Limited partner (LP) capital in private equity is still moving. About 70% of institutional LPs surveyed in January 2026 planned to maintain or increase private equity allocations. But the criteria for determining where that capital goes have sharpened considerably. Fundraising conditions remain constrained, with LP commitments channeled more selectively to managers with established track records and demonstrated operational credibility. Re-ups are taking precedence over new relationships.
For fund managers in this environment, transparency has become a decisive factor in due diligence, re-up conversations, and the increasingly structured criteria LPs apply before capital moves.
What Are LPs Scrutinizing?
The transparency factors LPs identify as most in need of improvement remain consistent across surveys: governance, valuations, conflicts of interest, and the quality of reporting and communications. Some progress has been made, but LP expectations continue to rise faster than the pace of improvements.
The data on LP-GP tension is especially pointed. More than a third of LPs (36.6%) identify transparency and reporting specifically insufficient or delayed data sharing, as the single biggest source of friction. It sits above fee disputes, governance disagreements, and strategic misalignment.
The complexity of current fund structures only amplifies the problem. Roughly 30% of LPs consider assets held in continuation vehicles as distressed or challenged, and 22% categorize them as complicated. In that context, the demand for greater transparency is not a procedural preference. It is the mechanism through which LPs assess whether they can trust what they see.
The Shift to ILPA-Aligned Reporting
In January 2025, the Institutional Limited Partners Association (ILPA) released a materially updated reporting template and a new performance template, effective Q1 2026 for funds in their investment period as well as for all new funds commencing operations from January 2026 onward.
These changes are specifically designed to enhance transparency. The reporting template expands required partnership expense categories from 9 to 22, giving LPs a complete and itemized view of fees, management expenses, and internal chargebacks. The performance template also introduces standardized reporting for IRR and TVPI/MOIC. Notably, both figures must be reported with and without the impact of fund-level subscription facilities, directly addressing long-standing LP concerns about return distortion.

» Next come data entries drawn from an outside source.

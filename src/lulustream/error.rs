use std::fmt;
use thiserror::Error;

/// LuluStream endpoints the client talks to
#[derive(Debug, Clone, Copy, PartialEq, Eq)]
pub enum Endpoint {
    Upload,
    FileInfo,
}

impl Endpoint {
    /// Path below the API base
    pub fn path(self) -> &'static str {
        match self {
            Endpoint::Upload => "upload/url",
            Endpoint::FileInfo => "file/info",
        }
    }
}

impl fmt::Display for Endpoint {
    fn fmt(&self, f: &mut fmt::Formatter<'_>) -> fmt::Result {
        match self {
            Endpoint::Upload => write!(f, "upload"),
            Endpoint::FileInfo => write!(f, "file/info"),
        }
    }
}

/// Transport-level failure, stripped of the request URL.
///
/// Request URLs carry the API key in their query string, so only the
/// category of the failure is ever shown.
#[derive(Debug, Clone, Copy, PartialEq, Eq)]
pub enum TransportFailure {
    Timeout,
    Connect,
    Other,
}

impl TransportFailure {
    pub fn classify(err: &reqwest::Error) -> Self {
        if err.is_timeout() {
            TransportFailure::Timeout
        } else if err.is_connect() {
            TransportFailure::Connect
        } else {
            TransportFailure::Other
        }
    }
}

impl fmt::Display for TransportFailure {
    fn fmt(&self, f: &mut fmt::Formatter<'_>) -> fmt::Result {
        match self {
            TransportFailure::Timeout => write!(f, "request timed out"),
            TransportFailure::Connect => write!(f, "connection failed"),
            TransportFailure::Other => write!(f, "request failed"),
        }
    }
}

/// Errors of the upload and file info calls
#[derive(Debug, Error)]
pub enum LuluError {
    #[error("LuluStream API key is not configured.")]
    MissingKey,

    #[error("Failed to reach LuluStream {endpoint} endpoint: {failure}")]
    Transport {
        endpoint: Endpoint,
        failure: TransportFailure,
    },

    #[error("LuluStream {0} response was not valid JSON.")]
    InvalidJson(Endpoint),

    #[error("LuluStream upload response missing 'result'.")]
    MissingResult,

    #[error("LuluStream upload response missing filecode.")]
    MissingFileCode,

    #[error("LuluStream file/info response missing required fields.")]
    MissingFields,
}

impl LuluError {
    /// Returns subcategory for logs
    pub fn subcategory(&self) -> &'static str {
        match self {
            LuluError::MissingKey => "missing_key",
            LuluError::Transport { .. } => "transport",
            LuluError::InvalidJson(_) => "invalid_json",
            LuluError::MissingResult => "missing_result",
            LuluError::MissingFileCode => "missing_file_code",
            LuluError::MissingFields => "missing_fields",
        }
    }
}

#[cfg(test)]
mod tests {
    use super::*;
    use pretty_assertions::assert_eq;

    #[test]
    fn test_error_messages_are_distinct() {
        let messages = [
            LuluError::MissingKey.to_string(),
            LuluError::Transport {
                endpoint: Endpoint::Upload,
                failure: TransportFailure::Timeout,
            }
            .to_string(),
            LuluError::InvalidJson(Endpoint::Upload).to_string(),
            LuluError::MissingResult.to_string(),
            LuluError::MissingFileCode.to_string(),
        ];

        for (i, a) in messages.iter().enumerate() {
            for b in messages.iter().skip(i + 1) {
                assert_ne!(a, b);
            }
        }
    }

    #[test]
    fn test_transport_message() {
        let err = LuluError::Transport {
            endpoint: Endpoint::FileInfo,
            failure: TransportFailure::Connect,
        };
        assert_eq!(
            err.to_string(),
            "Failed to reach LuluStream file/info endpoint: connection failed"
        );
        assert_eq!(err.subcategory(), "transport");
    }

    #[test]
    fn test_endpoint_paths() {
        assert_eq!(Endpoint::Upload.path(), "upload/url");
        assert_eq!(Endpoint::FileInfo.path(), "file/info");
    }
}
use thiserror::Error;

/// Centralized error types for the application
///
/// Errors that escape a single pipeline stage end up here. Stage failures that
/// the admin should see as a diagnostic are modelled separately in
/// [`crate::telegram::handlers::PipelineError`].
///
/// # Example
///
/// ```no_run
/// use lulurelay::core::error::AppError;
///
/// fn handle_error(err: AppError) {
///     eprintln!("Error: {}", err);
/// }
/// ```
#[derive(Error, Debug)]
pub enum AppError {
    /// Telegram API errors
    #[error("Telegram error: {0}")]
    Telegram(#[from] teloxide::RequestError),

    /// HTTP client errors
    #[error("HTTP error: {0}")]
    Http(#[from] reqwest::Error),
}

/// Type alias for Result with AppError
pub type AppResult<T> = Result<T, AppError>;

ILPA-aligned reporting is now the institutional baseline. The critical question is not whether to adopt these standards, but whether current operational infrastructure can produce ILPA-aligned reports consistently, without the need for tedious manual reconstruction every quarter.
Where’s the Gap?
Most fund managers understand what LPs expect. The gap funds need to address is the one between LP expectations and what their infrastructure can produce without a lot of extra manual effort.
A private equity manager with $8B AUM, for example, typically runs fund accounting through an administrator, portfolio monitoring through an in-house tool, and LP package assembly through the IR team in Excel. Each system contains accurate data. But getting them all to align on the same numbers for the same reporting date takes three to four days of manual reconciliation every quarter. A mid-cycle LP query about a position’s valuation methodology requires pulling data from two systems and the investment team’s working files, with no live connection to either.
That process is visible to LPs. Valuation disagreements were the most common reason deals failed to close in 2025, and remain a key obstacle in diligence more broadly. The same dynamic plays out in LP operational due diligence. When valuation governance is undocumented and data lives in disconnected systems, the fund’s inability to produce clean, consistent answers becomes a critical issue, regardless of whether the underlying valuations are sound.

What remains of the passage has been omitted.